Our study consolidates the view of Mount Chelmos as a complex, fine-to-medium-scale regulator of biodiversity. The massif itself acts as an abiotic filter selecting for a restricted set of traits (e.g., E2 in reptiles), supporting lower diversity, whereas its heterogeneous periphery (foothills, plateaus, and riparian corridors) function as diversity accumulation zones—characterized by intermediate climates, hydrological networks, and varied topography—and acts as a biodiversity hotspot. This pattern is consistent with the role of mountains in generating and maintaining diversity through processes like vicariance, adaptive divergence, and by serving as refugia [75,76]. The significant environmental effects detected at our study scale confirm that mountainous systems are ideal natural laboratories for disentangling the effects of ecological filters.

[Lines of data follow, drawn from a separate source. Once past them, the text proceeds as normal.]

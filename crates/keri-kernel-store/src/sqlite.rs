//! SQLite implementation of the Store trait.
//!
//! This is the primary storage backend for the KERI Kernel. It uses
//! rusqlite with bundled SQLite, wrapped in async via tokio::spawn_blocking.

use std::path::Path;
use std::sync::{Arc, Mutex};

use async_trait::async_trait;
use bytes::Bytes;
use rusqlite::types::Type;
use rusqlite::{params, Connection, OptionalExtension, TransactionBehavior};

use keri_kernel_core::{Prefix, Registry, RegistryId, Said};

use crate::error::{Result, StoreError};
use crate::migration;
use crate::traits::{
    decide_append, now_millis, Fork, InsertResult, LogId, LogKind, Store, StoredCredential,
    StoredEvent,
};

/// SQLite-based store implementation.
///
/// Thread-safe via internal Mutex. All operations use spawn_blocking
/// to avoid blocking the async runtime.
pub struct SqliteStore {
    /// The SQLite connection, protected by a mutex.
    conn: Arc<Mutex<Connection>>,
}

impl SqliteStore {
    /// Open a SQLite database at the given path.
    ///
    /// Creates the file and runs migrations if it doesn't exist.
    pub fn open(path: impl AsRef<Path>) -> Result<Self> {
        let mut conn = Connection::open(path)?;
        migration::migrate(&mut conn)?;
        Ok(Self {
            conn: Arc::new(Mutex::new(conn)),
        })
    }

    /// Open an in-memory SQLite database.
    ///
    /// Useful for testing.
    pub fn open_memory() -> Result<Self> {
        let mut conn = Connection::open_in_memory()?;
        migration::migrate(&mut conn)?;
        Ok(Self {
            conn: Arc::new(Mutex::new(conn)),
        })
    }

    /// Run a blocking operation on the connection off the async runtime.
    async fn run<F, T>(&self, f: F) -> Result<T>
    where
        F: FnOnce(&mut Connection) -> Result<T> + Send + 'static,
        T: Send + 'static,
    {
        let conn = self.conn.clone();
        tokio::task::spawn_blocking(move || {
            let mut conn = conn
                .lock()
                .map_err(|e| StoreError::Task(format!("mutex poisoned: {}", e)))?;
            f(&mut conn)
        })
        .await
        .map_err(|e| StoreError::Task(format!("spawn_blocking failed: {}", e)))?
    }
}

fn sn_param(sn: u64) -> Result<i64> {
    i64::try_from(sn).map_err(|_| StoreError::InvalidData(format!("sn {} out of range", sn)))
}

fn said_column(row: &rusqlite::Row<'_>, idx: usize) -> rusqlite::Result<Said> {
    let text: String = row.get(idx)?;
    Said::parse(&text).map_err(|e| rusqlite::Error::FromSqlConversionFailure(idx, Type::Text, Box::new(e)))
}

fn opt_said_column(row: &rusqlite::Row<'_>, idx: usize) -> rusqlite::Result<Option<Said>> {
    let text: Option<String> = row.get(idx)?;
    text.map(|t| {
        Said::parse(&t)
            .map_err(|e| rusqlite::Error::FromSqlConversionFailure(idx, Type::Text, Box::new(e)))
    })
    .transpose()
}

fn kind_column(row: &rusqlite::Row<'_>, idx: usize) -> rusqlite::Result<LogKind> {
    let text: String = row.get(idx)?;
    LogKind::parse(&text).ok_or_else(|| {
        rusqlite::Error::FromSqlConversionFailure(
            idx,
            Type::Text,
            format!("unknown log kind {}", text).into(),
        )
    })
}

fn sn_column(row: &rusqlite::Row<'_>, idx: usize) -> rusqlite::Result<u64> {
    let sn: i64 = row.get(idx)?;
    u64::try_from(sn).map_err(|e| rusqlite::Error::FromSqlConversionFailure(idx, Type::Integer, Box::new(e)))
}

// Columns: log_kind, log_id, sn, said, raw
const EVENT_COLUMNS: &str = "log_kind, log_id, sn, said, raw";

fn row_to_event(row: &rusqlite::Row<'_>) -> rusqlite::Result<StoredEvent> {
    let raw: Vec<u8> = row.get(4)?;
    Ok(StoredEvent {
        log: LogId {
            kind: kind_column(row, 0)?,
            id: said_column(row, 1)?,
        },
        sn: sn_column(row, 2)?,
        said: said_column(row, 3)?,
        raw: Bytes::from(raw),
    })
}

fn row_to_registry(row: &rusqlite::Row<'_>) -> rusqlite::Result<Registry> {
    Ok(Registry {
        registry_id: said_column(row, 0)?,
        issuer: said_column(row, 1)?,
        parent: opt_said_column(row, 2)?,
    })
}

#[async_trait]
impl Store for SqliteStore {
    async fn append_event(
        &self,
        event: &StoredEvent,
        expected_prior: Option<&Said>,
    ) -> Result<InsertResult> {
        let event = event.clone();
        let expected_prior = expected_prior.cloned();

        self.run(move |conn| {
            let tx = conn.transaction_with_behavior(TransactionBehavior::Immediate)?;
            let kind = event.log.kind.as_str();
            let log_id = event.log.id.as_str();

            let at_position: Option<Said> = tx
                .query_row(
                    "SELECT said FROM events WHERE log_kind = ?1 AND log_id = ?2 AND sn = ?3",
                    params![kind, log_id, sn_param(event.sn)?],
                    |row| said_column(row, 0),
                )
                .optional()?;

            let head: Option<(u64, Said)> = tx
                .query_row(
                    "SELECT sn, said FROM events WHERE log_kind = ?1 AND log_id = ?2
                     ORDER BY sn DESC LIMIT 1",
                    params![kind, log_id],
                    |row| Ok((sn_column(row, 0)?, said_column(row, 1)?)),
                )
                .optional()?;

            if let Some(result) = decide_append(
                &event,
                expected_prior.as_ref(),
                at_position.as_ref(),
                head.as_ref().map(|(sn, said)| (*sn, said)),
            ) {
                return Ok(result);
            }

            tx.execute(
                "INSERT INTO events (said, log_kind, log_id, sn, raw, stored_at)
                 VALUES (?1, ?2, ?3, ?4, ?5, ?6)",
                params![
                    event.said.as_str(),
                    kind,
                    log_id,
                    sn_param(event.sn)?,
                    event.raw.as_ref(),
                    now_millis(),
                ],
            )?;
            tx.commit()?;

            Ok(InsertResult::Inserted)
        })
        .await
    }

    async fn get_event(&self, said: &Said) -> Result<Option<StoredEvent>> {
        let said = said.clone();
        self.run(move |conn| {
            conn.query_row(
                &format!("SELECT {} FROM events WHERE said = ?1", EVENT_COLUMNS),
                params![said.as_str()],
                row_to_event,
            )
            .optional()
            .map_err(StoreError::from)
        })
        .await
    }

    async fn get_event_at(&self, log: &LogId, sn: u64) -> Result<Option<StoredEvent>> {
        let log = log.clone();
        self.run(move |conn| {
            conn.query_row(
                &format!(
                    "SELECT {} FROM events WHERE log_kind = ?1 AND log_id = ?2 AND sn = ?3",
                    EVENT_COLUMNS
                ),
                params![log.kind.as_str(), log.id.as_str(), sn_param(sn)?],
                row_to_event,
            )
            .optional()
            .map_err(StoreError::from)
        })
        .await
    }

    async fn get_log(&self, log: &LogId) -> Result<Vec<StoredEvent>> {
        let log = log.clone();
        self.run(move |conn| {
            let mut stmt = conn.prepare(&format!(
                "SELECT {} FROM events WHERE log_kind = ?1 AND log_id = ?2 ORDER BY sn",
                EVENT_COLUMNS
            ))?;

            let events = stmt
                .query_map(params![log.kind.as_str(), log.id.as_str()], row_to_event)?
                .collect::<rusqlite::Result<Vec<_>>>()?;

            Ok(events)
        })
        .await
    }

    async fn get_log_head(&self, log: &LogId) -> Result<Option<StoredEvent>> {
        let log = log.clone();
        self.run(move |conn| {
            conn.query_row(
                &format!(
                    "SELECT {} FROM events WHERE log_kind = ?1 AND log_id = ?2
                     ORDER BY sn DESC LIMIT 1",
                    EVENT_COLUMNS
                ),
                params![log.kind.as_str(), log.id.as_str()],
                row_to_event,
            )
            .optional()
            .map_err(StoreError::from)
        })
        .await
    }

    async fn list_logs(&self, kind: Option<LogKind>) -> Result<Vec<LogId>> {
        self.run(move |conn| {
            let mut stmt = conn.prepare(
                "SELECT DISTINCT log_kind, log_id FROM events
                 WHERE ?1 IS NULL OR log_kind = ?1
                 ORDER BY log_kind, log_id",
            )?;

            let logs = stmt
                .query_map(params![kind.map(|k| k.as_str())], |row| {
                    Ok(LogId {
                        kind: kind_column(row, 0)?,
                        id: said_column(row, 1)?,
                    })
                })?
                .collect::<rusqlite::Result<Vec<_>>>()?;

            Ok(logs)
        })
        .await
    }

    async fn record_fork(&self, event: &StoredEvent) -> Result<()> {
        let event = event.clone();
        self.run(move |conn| {
            conn.execute(
                "INSERT OR IGNORE INTO forks (log_kind, log_id, sn, said, raw, detected_at)
                 VALUES (?1, ?2, ?3, ?4, ?5, ?6)",
                params![
                    event.log.kind.as_str(),
                    event.log.id.as_str(),
                    sn_param(event.sn)?,
                    event.said.as_str(),
                    event.raw.as_ref(),
                    now_millis(),
                ],
            )?;
            Ok(())
        })
        .await
    }

    async fn get_forks(&self, log: &LogId) -> Result<Vec<Fork>> {
        let log = log.clone();
        self.run(move |conn| {
            let mut stmt = conn.prepare(
                "SELECT sn, said, raw, detected_at FROM forks
                 WHERE log_kind = ?1 AND log_id = ?2 ORDER BY sn, detected_at",
            )?;

            let forks = stmt
                .query_map(params![log.kind.as_str(), log.id.as_str()], |row| {
                    let raw: Vec<u8> = row.get(2)?;
                    Ok(Fork {
                        log: log.clone(),
                        sn: sn_column(row, 0)?,
                        said: said_column(row, 1)?,
                        raw: Bytes::from(raw),
                        detected_at: row.get(3)?,
                    })
                })?
                .collect::<rusqlite::Result<Vec<_>>>()?;

            Ok(forks)
        })
        .await
    }

    async fn put_registry(&self, registry: &Registry) -> Result<()> {
        let registry = registry.clone();
        self.run(move |conn| {
            conn.execute(
                "INSERT OR IGNORE INTO registries (registry_id, issuer, parent) VALUES (?1, ?2, ?3)",
                params![
                    registry.registry_id.as_str(),
                    registry.issuer.as_str(),
                    registry.parent.as_ref().map(Said::as_str),
                ],
            )?;
            Ok(())
        })
        .await
    }

    async fn get_registry(&self, id: &RegistryId) -> Result<Option<Registry>> {
        let id = id.clone();
        self.run(move |conn| {
            conn.query_row(
                "SELECT registry_id, issuer, parent FROM registries WHERE registry_id = ?1",
                params![id.as_str()],
                row_to_registry,
            )
            .optional()
            .map_err(StoreError::from)
        })
        .await
    }

    async fn list_registries(&self, issuer: Option<&Prefix>) -> Result<Vec<Registry>> {
        let issuer = issuer.cloned();
        self.run(move |conn| {
            let mut stmt = conn.prepare(
                "SELECT registry_id, issuer, parent FROM registries
                 WHERE ?1 IS NULL OR issuer = ?1
                 ORDER BY registry_id",
            )?;

            let registries = stmt
                .query_map(params![issuer.as_ref().map(Said::as_str)], row_to_registry)?
                .collect::<rusqlite::Result<Vec<_>>>()?;

            Ok(registries)
        })
        .await
    }

    async fn put_credential(&self, credential: &StoredCredential) -> Result<()> {
        let credential = credential.clone();
        self.run(move |conn| {
            conn.execute(
                "INSERT OR IGNORE INTO credentials (said, issuer, registry_id, raw)
                 VALUES (?1, ?2, ?3, ?4)",
                params![
                    credential.said.as_str(),
                    credential.issuer.as_str(),
                    credential.registry.as_ref().map(Said::as_str),
                    credential.raw.as_ref(),
                ],
            )?;
            Ok(())
        })
        .await
    }

    async fn get_credential(&self, said: &Said) -> Result<Option<StoredCredential>> {
        let said = said.clone();
        self.run(move |conn| {
            conn.query_row(
                "SELECT said, issuer, registry_id, raw FROM credentials WHERE said = ?1",
                params![said.as_str()],
                |row| {
                    let raw: Vec<u8> = row.get(3)?;
                    Ok(StoredCredential {
                        said: said_column(row, 0)?,
                        issuer: said_column(row, 1)?,
                        registry: opt_said_column(row, 2)?,
                        raw: Bytes::from(raw),
                    })
                },
            )
            .optional()
            .map_err(StoreError::from)
        })
        .await
    }
}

4.5. Conservation Implications and Future Directions

In summary, based on our findings, mountainous systems function as regulators of ecological diversity. The spatial mismatch between areas of high value (the foothills and basins) and the mountain core underscores a key conservation insight: effective management must adopt an ecosystem-scale perspective. Protection of the mountain massif alone is insufficient; the surrounding landscapes—characterized by the highest functional and taxonomic diversity—are equally critical. Future research should integrate finer-scale habitat composition data to better quantify microhabitat availability and directly assess biotic interactions like competition, which our models could only infer indirectly. Furthermore, longitudinal studies could clarify how the trait-based assembly rules identified here respond to climatic shifts.
In conclusion, our trait-based approach confirms that Mount Chelmos functions as a finely tuned environmental filter, particularly for reptile communities, with altitude, climate, and aspect interacting to produce a mosaic of functional strategies. The decoupled response in amphibians highlights how taxonomic diversity alone can be a misleading indicator of ecosystem function. This work reinforces the value of functional trait analysis in uncovering the mechanistic basis of community assembly in complex mountain landscapes.

Supplementary Materials

The following supporting information can be downloaded at: https://www.mdpi.com/article/10.3390/ecologies7010017/s1.

Author Contributions

Conceptualization, V.K.-S. and S.G.; methodology, V.K.-S., A.L., L.K.K., K.S. and S.G.; software, A.L.; validation, S.G.; formal analysis, V.K.-S., A.L. and L.K.K.; investigation, V.K.-S. and L.K.K.; resources, S.G.; data curation, V.K.-S. and A.L.; writing—original draft preparation, V.K.-S.; writing—review and editing, A.L., K.S. and S.G.; visualization, V.K.-S., A.L. and L.K.K.; supervision, S.G.; project administration, S.G.; funding acquisition, S.G. All authors have read and agreed to the published version of the manuscript.

Funding

This research was funded by the State Scholarships Foundation (IKY), 2022-050-0502-52257.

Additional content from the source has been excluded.